Entscheidungsstichwort (Thema)

Keine gebundener Anspruch des Abwicklers einer Steuerberatungspraxis auf Akteneinsicht

 

Leitsatz (redaktionell)

1) Der Abwickler einer Steuerberatungspraxis i. S. des § 70 StBerG hat keinen gebundenen Anspruch auf Vorlage von Kontoauszügen aus dem steuerlichen Erhebungskonto und/oder auf Akteneinsicht.

2) Ein solcher Anspruch ergibt sich weder aus § 4 IFG NRW, noch aus der Verordnung (EG) Nr. 1049/2001 des Europäischen Parlaments, noch aus § 70 StBerG, noch aus der Verwaltungspraxis zum Beraterwechsel und auch nicht aus der Stellung als Erfüllungsgehilfe des Insolvenzverwalters.
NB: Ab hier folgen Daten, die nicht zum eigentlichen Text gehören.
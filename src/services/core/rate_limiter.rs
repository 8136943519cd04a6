//! Sliding-window limiter shared by every outbound marketplace request.
//!
//! At most `max_requests` requests may *start* within any trailing `window`.
//! Callers that find the window full sleep until the oldest recorded start
//! leaves it, then re-check.

use std::collections::VecDeque;
use std::time::Duration;

use log::debug;
use tokio::sync::Mutex;
use tokio::time::Instant;

pub struct SlidingWindowLimiter {
    max_requests: usize,
    window: Duration,
    /// Start times of the most recent requests, oldest first.
    starts: Mutex<VecDeque<Instant>>,
}

impl SlidingWindowLimiter {
    pub fn new(max_requests: usize, window: Duration) -> Self {
        let max_requests = max_requests.max(1);
        Self {
            max_requests,
            window,
            starts: Mutex::new(VecDeque::with_capacity(max_requests)),
        }
    }

    pub fn max_requests(&self) -> usize {
        self.max_requests
    }

    pub fn window(&self) -> Duration {
        self.window
    }

    /// Wait until a request may start, then record it.
    pub async fn acquire_slot(&self) {
        loop {
            let wait = {
                let mut starts = self.starts.lock().await;
                let now = Instant::now();

                while let Some(&oldest) = starts.front() {
                    if now.duration_since(oldest) >= self.window {
                        starts.pop_front();
                    } else {
                        break;
                    }
                }

                if starts.len() < self.max_requests {
                    starts.push_back(now);
                    return;
                }

                match starts.front() {
                    Some(&oldest) => self.window.saturating_sub(now.duration_since(oldest)),
                    None => Duration::ZERO,
                }
            };

            debug!("Rate limit window full, waiting {:?}", wait);
            tokio::time::sleep(wait).await;
        }
    }

    /// Number of request starts still inside the window.
    pub async fn in_flight(&self) -> usize {
        let starts = self.starts.lock().await;
        let now = Instant::now();
        starts
            .iter()
            .filter(|&&start| now.duration_since(start) < self.window)
            .count()
    }
}

impl Default for SlidingWindowLimiter {
    fn default() -> Self {
        Self::new(10, Duration::from_secs(1))
    }
}

#[cfg(test)]
#[path = "tests/rate_limiter_tests.rs"]
mod tests;
//! Resolver settings, read from `.env` and the process environment.
//!
//! Every field has a default, so an empty environment yields a working
//! configuration against the public Magic Eden API.

pub mod models;

pub use models::*;

use crate::types::errors::{ResolverError, ResolverResult};
use std::str::FromStr;

/// Load settings from a `.env` file (if any) and the process environment.
pub fn load_settings() -> ResolverResult<ResolverSettings> {
    let _ = dotenvy::dotenv(); // Try to load .env, ignore if missing
    settings_from_lookup(|key| std::env::var(key).ok())
}

/// Build settings from an arbitrary key lookup, falling back to defaults.
pub fn settings_from_lookup<F>(lookup: F) -> ResolverResult<ResolverSettings>
where
    F: Fn(&str) -> Option<String>,
{
    let mut settings = ResolverSettings::default();
    let read = |key: &str| {
        lookup(key)
            .map(|v| v.trim().to_string())
            .filter(|v| !v.is_empty())
    };

    if let Some(url) = read("MAGIC_EDEN_BASE_URL") {
        settings.api.base_url = url.trim_end_matches('/').to_string();
    }
    settings.api.api_key = read("MAGIC_EDEN_API_KEY");

    if let Some(v) = read("HTTP_TIMEOUT_SECS") {
        settings.api.timeout_secs = parse_positive("HTTP_TIMEOUT_SECS", &v)?;
    }
    if let Some(v) = read("HTTP_MAX_ATTEMPTS") {
        settings.api.max_attempts = parse_positive("HTTP_MAX_ATTEMPTS", &v)?;
    }
    if let Some(v) = read("HTTP_RETRY_BASE_DELAY_MS") {
        settings.api.retry_base_delay_ms = parse_positive("HTTP_RETRY_BASE_DELAY_MS", &v)?;
    }
    if let Some(v) = read("RATE_LIMIT_MAX_REQUESTS") {
        settings.rate_limit.max_requests = parse_positive("RATE_LIMIT_MAX_REQUESTS", &v)?;
    }
    if let Some(v) = read("RATE_LIMIT_WINDOW_MS") {
        settings.rate_limit.window_ms = parse_positive("RATE_LIMIT_WINDOW_MS", &v)?;
    }
    if let Some(v) = read("CATALOG_PAGE_SIZE") {
        settings.catalog.page_size = parse_positive("CATALOG_PAGE_SIZE", &v)?;
    }
    if let Some(v) = read("CATALOG_MAX_PAGES") {
        settings.catalog.default_max_pages = parse_positive("CATALOG_MAX_PAGES", &v)?;
    }
    if let Some(v) = read("CATALOG_TTL_SECS") {
        settings.catalog.ttl_secs = parse_positive("CATALOG_TTL_SECS", &v)?;
    }
    if let Some(v) = read("STATS_TTL_SECS") {
        settings.catalog.stats_ttl_secs = parse_positive("STATS_TTL_SECS", &v)?;
    }
    if let Some(v) = read("MATCH_SIMILARITY_THRESHOLD") {
        settings.matcher.similarity_threshold = v.parse().map_err(|_| {
            ResolverError::Config(format!("MATCH_SIMILARITY_THRESHOLD: invalid number \"{v}\""))
        })?;
    }

    Ok(settings)
}

fn parse_positive<T>(key: &str, value: &str) -> ResolverResult<T>
where
    T: FromStr + PartialEq + Default,
{
    let parsed: T = value
        .parse()
        .map_err(|_| ResolverError::Config(format!("{key}: invalid number \"{value}\"")))?;
    if parsed == T::default() {
        return Err(ResolverError::Config(format!("{key}: must be greater than zero")));
    }
    Ok(parsed)
}

#[cfg(test)]
#[path = "tests/config_tests.rs"]
mod tests;
use std::sync::atomic::{AtomicUsize, Ordering};
use std::sync::{Arc, Mutex, Once};
use std::time::Duration;

use tokio::io::{AsyncReadExt, AsyncWriteExt};
use tokio::net::TcpListener;

use crate::services::catalog::{Collection, CollectionSource};
use crate::types::errors::{ResolverError, ResolverResult};

static INIT: Once = Once::new();

pub fn init_test_logger() {
    INIT.call_once(|| {
        // Initialize logger only once
        let _ = env_logger::builder().is_test(true).try_init();
    });
}

/// In-memory paged source serving slices of a fixed collection list.
pub struct ScriptedSource {
    collections: Vec<Collection>,
    fail_at_page: Option<usize>,
    latency: Option<Duration>,
    calls: AtomicUsize,
    offsets: Mutex<Vec<usize>>,
}

impl ScriptedSource {
    pub fn new(collections: Vec<Collection>) -> Self {
        Self {
            collections,
            fail_at_page: None,
            latency: None,
            calls: AtomicUsize::new(0),
            offsets: Mutex::new(Vec::new()),
        }
    }

    /// Make the request for `page` (zero-based) fail with an HTTP 500.
    pub fn failing_at(mut self, page: usize) -> Self {
        self.fail_at_page = Some(page);
        self
    }

    /// Sleep this long inside every request.
    pub fn with_latency(mut self, latency: Duration) -> Self {
        self.latency = Some(latency);
        self
    }

    pub fn calls(&self) -> usize {
        self.calls.load(Ordering::SeqCst)
    }

    pub fn offsets(&self) -> Vec<usize> {
        self.offsets.lock().unwrap().clone()
    }
}

impl CollectionSource for ScriptedSource {
    async fn fetch_page(&self, offset: usize, limit: usize) -> ResolverResult<Vec<Collection>> {
        self.calls.fetch_add(1, Ordering::SeqCst);
        self.offsets.lock().unwrap().push(offset);

        if let Some(latency) = self.latency {
            tokio::time::sleep(latency).await;
        }

        if self.fail_at_page == Some(offset / limit.max(1)) {
            return Err(ResolverError::Status {
                status: 500,
                url: format!("scripted://collections?offset={offset}&limit={limit}"),
            });
        }

        let start = offset.min(self.collections.len());
        let end = (offset + limit).min(self.collections.len());
        Ok(self.collections[start..end].to_vec())
    }
}

/// `count` filler collections named "Filler Collection N" with symbol `filler_n`.
pub fn filler_collections(count: usize) -> Vec<Collection> {
    (0..count)
        .map(|i| Collection::new(format!("filler_{i}"), format!("Filler Collection {i}")))
        .collect()
}

/// A small catalog modelled on real marketplace names.
pub fn sample_collections() -> Vec<Collection> {
    vec![
        Collection::new("mad_lads", "Mad Lads"),
        Collection::new("y00ts", "y00ts"),
        Collection::new("bushido_warriors_drip_army", "Bushido Warriors Drip Army"),
        Collection::new("oddkey_cover_poaps_nft", "OddKey Cover POAPs NFT"),
        Collection::new("handstylez", "Handstylez"),
        Collection::new("solana_spaces", "Solana Spaces"),
        Collection::new("solhunter_azure", "SolHunter Azure"),
        Collection::new("solid_talk_34", "Solid Talk #34"),
        Collection::new("degods", "DeGods"),
        Collection::new("okay_bears", "Okay Bears"),
    ]
}

/// Loopback HTTP server answering every request with the next canned
/// `(status, body)` pair; the last pair repeats once the list runs out.
pub struct CannedServer {
    base_url: String,
    requests: Arc<Mutex<Vec<String>>>,
}

impl CannedServer {
    pub async fn start(responses: Vec<(u16, &str)>) -> Self {
        let listener = TcpListener::bind("127.0.0.1:0").await.unwrap();
        let base_url = format!("http://{}/v2", listener.local_addr().unwrap());
        let requests = Arc::new(Mutex::new(Vec::new()));
        let responses: Vec<(u16, String)> = responses
            .into_iter()
            .map(|(status, body)| (status, body.to_string()))
            .collect();

        let seen = Arc::clone(&requests);
        tokio::spawn(async move {
            while let Ok((mut stream, _)) = listener.accept().await {
                let head = read_request_head(&mut stream).await;
                let served = {
                    let mut seen = seen.lock().unwrap();
                    seen.push(head);
                    seen.len() - 1
                };

                let (status, body) = &responses[served.min(responses.len() - 1)];
                let response = format!(
                    "HTTP/1.1 {status} Canned\r\nContent-Type: application/json\r\nContent-Length: {}\r\nConnection: close\r\n\r\n{body}",
                    body.len()
                );
                let _ = stream.write_all(response.as_bytes()).await;
                let _ = stream.shutdown().await;
            }
        });

        Self { base_url, requests }
    }

    /// Base URL in the shape of the marketplace API root.
    pub fn base_url(&self) -> &str {
        &self.base_url
    }

    /// Request heads received so far (request line plus headers).
    pub fn requests(&self) -> Vec<String> {
        self.requests.lock().unwrap().clone()
    }

    pub fn request_count(&self) -> usize {
        self.requests.lock().unwrap().len()
    }
}

async fn read_request_head(stream: &mut tokio::net::TcpStream) -> String {
    let mut head = Vec::new();
    let mut chunk = [0u8; 1024];
    while !head.windows(4).any(|w| w == b"\r\n\r\n") {
        match stream.read(&mut chunk).await {
            Ok(0) | Err(_) => break,
            Ok(n) => head.extend_from_slice(&chunk[..n]),
        }
    }
    String::from_utf8_lossy(&head).into_owned()
}
use std::sync::atomic::{AtomicUsize, Ordering};
use std::sync::Once;

use collection_resolver::{Collection, CollectionSource, ResolverResult};

static INIT: Once = Once::new();

pub fn init_test_logger() {
    INIT.call_once(|| {
        let _ = env_logger::builder().is_test(true).try_init();
    });
}

/// Paged in-memory catalog that counts requests.
pub struct PagedCatalog {
    collections: Vec<Collection>,
    calls: AtomicUsize,
}

impl PagedCatalog {
    pub fn new(collections: Vec<Collection>) -> Self {
        Self {
            collections,
            calls: AtomicUsize::new(0),
        }
    }

    pub fn calls(&self) -> usize {
        self.calls.load(Ordering::SeqCst)
    }
}

impl CollectionSource for PagedCatalog {
    async fn fetch_page(&self, offset: usize, limit: usize) -> ResolverResult<Vec<Collection>> {
        self.calls.fetch_add(1, Ordering::SeqCst);
        let start = offset.min(self.collections.len());
        let end = (offset + limit).min(self.collections.len());
        Ok(self.collections[start..end].to_vec())
    }
}

/// Realistic names buried among `filler` generic entries.
pub fn marketplace_catalog(filler: usize) -> Vec<Collection> {
    let mut collections: Vec<Collection> = (0..filler)
        .map(|i| Collection::new(format!("gen_{i}"), format!("Generated Set {i}")))
        .collect();
    collections.extend([
        Collection::new("mad_lads", "Mad Lads"),
        Collection::new("oddkey_cover_poaps_nft", "OddKey Cover POAPs NFT"),
        Collection::new("solana_spaces", "Solana Spaces"),
        Collection::new("okay_bears", "Okay Bears"),
    ]);
    collections
}
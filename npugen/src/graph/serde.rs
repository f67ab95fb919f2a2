use anyhow::Result;
use serde_json::{json, Map, Value};

use crate::expr::AttrValue;
use crate::tensor::ConstTensor;

use super::types::{GraphNode, NodeEntry, NodeOp, SerializedGraph};

pub struct GraphSerialize;

impl GraphSerialize {
    /// Encode a graph in the kernel-graph JSON layout.
    pub fn json(graph: &SerializedGraph) -> Value {
        let nodes: Vec<Value> = graph.nodes.iter().map(node_json).collect();
        let heads: Vec<Value> = graph.heads.iter().map(entry_json).collect();
        json!({
            "nodes": nodes,
            "arg_nodes": graph.arg_nodes,
            "heads": heads,
            "node_row_ptr": graph.node_row_ptr(),
        })
    }

    pub fn to_string(graph: &SerializedGraph, pretty: bool) -> Result<String> {
        let value = Self::json(graph);
        if pretty {
            Ok(serde_json::to_string_pretty(&value)?)
        } else {
            Ok(serde_json::to_string(&value)?)
        }
    }

    /// Constant table keyed by node name.
    pub fn params_json(graph: &SerializedGraph) -> Result<Value> {
        params_table(&graph.params)
    }
}

/// Encode `(name, tensor)` pairs as a JSON object keyed by name.
pub fn params_table(params: &[(String, ConstTensor)]) -> Result<Value> {
    let mut out = Map::new();
    for (name, tensor) in params {
        out.insert(name.clone(), serde_json::to_value(tensor)?);
    }
    Ok(Value::Object(out))
}

fn entry_json(entry: &NodeEntry) -> Value {
    json!([entry.id, entry.index, entry.version])
}

fn node_json(node: &GraphNode) -> Value {
    let mut attrs = Map::new();
    for (name, value) in node.attrs.iter() {
        attrs.insert(name.to_string(), encode_attr(value));
    }
    if node.op == NodeOp::Kernel {
        attrs.insert(
            "num_inputs".to_string(),
            Value::String(node.inputs.len().to_string()),
        );
        attrs.insert(
            "num_outputs".to_string(),
            Value::String(node.num_outputs.to_string()),
        );
    }
    let mut out = Map::new();
    out.insert("op".to_string(), Value::String(node.op.as_str().to_string()));
    out.insert("name".to_string(), Value::String(node.name.clone()));
    out.insert(
        "inputs".to_string(),
        Value::Array(node.inputs.iter().map(entry_json).collect()),
    );
    if !attrs.is_empty() {
        out.insert("attrs".to_string(), Value::Object(attrs));
    }
    Value::Object(out)
}

fn strings<T: ToString>(values: &[T]) -> Value {
    Value::Array(
        values
            .iter()
            .map(|value| Value::String(value.to_string()))
            .collect(),
    )
}

/// Every attribute is a list holding string lists; scalars become one-element lists.
pub fn encode_attr(value: &AttrValue) -> Value {
    let rows = match value {
        AttrValue::Bool(flag) => vec![strings(&[if *flag { "1" } else { "0" }])],
        AttrValue::Int(v) => vec![strings(&[v])],
        AttrValue::Float(v) => vec![strings(&[v])],
        AttrValue::Str(v) => vec![strings(&[v])],
        AttrValue::IntList(values) => vec![strings(values)],
        AttrValue::FloatList(values) => vec![strings(values)],
        AttrValue::StrList(values) => vec![strings(values)],
        AttrValue::IntGrid(rows) => rows.iter().map(|row| strings(row)).collect(),
        AttrValue::DType(dtype) => vec![strings(&[dtype.as_str()])],
    };
    Value::Array(rows)
}
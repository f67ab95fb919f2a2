//! Layout checks and pad-rectangle extraction.
//!
//! Padding is read from dimensions 2 and 3 of the pad width, which are only
//! height and width in a channel-major layout, so the layout is validated
//! before any padding is extracted.
use anyhow::Result;

use crate::errors::CodegenError;
use crate::expr::{AttrValue, Call};

use super::composite::Family;

pub const DATA_LAYOUT_NCHW: &str = "NCHW";
pub const KERNEL_LAYOUT_OIHW: &str = "OIHW";

pub const PAD_WIDTH_ATTR: &str = "pad_width";
pub const PADDING_ATTR: &str = "padding";

const HEIGHT_AXIS: usize = 2;
const WIDTH_AXIS: usize = 3;

fn layout_attr<'a>(call: &'a Call, name: &str, default: &'a str, family: Family) -> Result<&'a str> {
    match call.attrs.get(name) {
        None => Ok(default),
        Some(AttrValue::Str(value)) => Ok(value),
        Some(other) => Err(CodegenError::precondition(
            family,
            format!("{} must be a string, got {}", name, other.kind_name()),
        )
        .into()),
    }
}

/// Layout attributes of a convolution with defaults filled in.
#[derive(Debug, Clone, PartialEq, Eq)]
pub struct Conv2dLayout {
    pub data_layout: String,
    pub kernel_layout: String,
}

impl Conv2dLayout {
    pub fn from_call(conv: &Call) -> Result<Self> {
        Ok(Self {
            data_layout: layout_attr(conv, "data_layout", DATA_LAYOUT_NCHW, Family::Conv)?
                .to_string(),
            kernel_layout: layout_attr(conv, "kernel_layout", KERNEL_LAYOUT_OIHW, Family::Conv)?
                .to_string(),
        })
    }

    /// Only NCHW data with OIHW kernels can be lowered.
    pub fn validate(&self) -> Result<()> {
        if self.kernel_layout != KERNEL_LAYOUT_OIHW {
            return Err(CodegenError::precondition(
                Family::Conv,
                format!(
                    "kernel layout must be {}, got {}; has the module been pre-processed correctly?",
                    KERNEL_LAYOUT_OIHW, self.kernel_layout
                ),
            )
            .into());
        }
        if self.data_layout != DATA_LAYOUT_NCHW {
            return Err(CodegenError::precondition(
                Family::Conv,
                format!(
                    "input data layout must be {}, got {}; has the module been pre-processed correctly?",
                    DATA_LAYOUT_NCHW, self.data_layout
                ),
            )
            .into());
        }
        Ok(())
    }
}

pub fn validate_conv_layout(conv: &Call) -> Result<()> {
    Conv2dLayout::from_call(conv)?.validate()
}

/// Pools carrying a pad link must be NCHW.
pub fn validate_pool_layout(pool: &Call) -> Result<()> {
    let layout = layout_attr(pool, "layout", DATA_LAYOUT_NCHW, Family::Pool)?;
    if layout != DATA_LAYOUT_NCHW {
        return Err(CodegenError::precondition(
            Family::Pool,
            format!("pool layout must be {}, got {}", DATA_LAYOUT_NCHW, layout),
        )
        .into());
    }
    Ok(())
}

/// Convert an NCHW pad width into `[top, left, bottom, right]` strings.
pub fn padding_from_pad_width(pad_width: &[Vec<i64>]) -> Option<Vec<String>> {
    if pad_width.len() != 4 || pad_width.iter().any(|row| row.len() != 2) {
        return None;
    }
    let height = &pad_width[HEIGHT_AXIS];
    let width = &pad_width[WIDTH_AXIS];
    Some(vec![
        height[0].to_string(),
        width[0].to_string(),
        height[1].to_string(),
        width[1].to_string(),
    ])
}

/// Read the padding attribute off a matched pad call.
pub fn padding_from_pad(pad: &Call, family: Family) -> Result<Vec<String>> {
    let pad_width = pad
        .attrs
        .get(PAD_WIDTH_ATTR)
        .and_then(AttrValue::as_int_grid)
        .ok_or_else(|| {
            CodegenError::precondition(family, format!("pad call has no integer {}", PAD_WIDTH_ATTR))
        })?;
    padding_from_pad_width(pad_width).ok_or_else(|| {
        CodegenError::precondition(
            family,
            format!("{} must be 4 rows of (before, after), got {:?}", PAD_WIDTH_ATTR, pad_width),
        )
        .into()
    })
}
3) Die Finanzbehörden entscheiden vielmehr nach pflichtgemäßen Ermessen, ob, in welchem Umfang und in welcher Form sie einem Beteiligten in einem steuerlichen Verwaltungsverfahren Akteneinsicht gewähren.

 

Normenkette

IFG Bund § 1; IFG NRW § 4; AO §§ 91, 364; FGO § 102; StBerG § 70

 

Tatbestand

Die Beteiligten streiten darüber, ob dem Kläger als Abwickler einer Steuerberaterpraxis im Sinne des § 70 Steuerberatungsgesetz (StBerG) ein Recht auf Vorlage von Auszügen aus dem steuerlichen Erhebungskonto und/oder auf Akteneinsicht zusteht.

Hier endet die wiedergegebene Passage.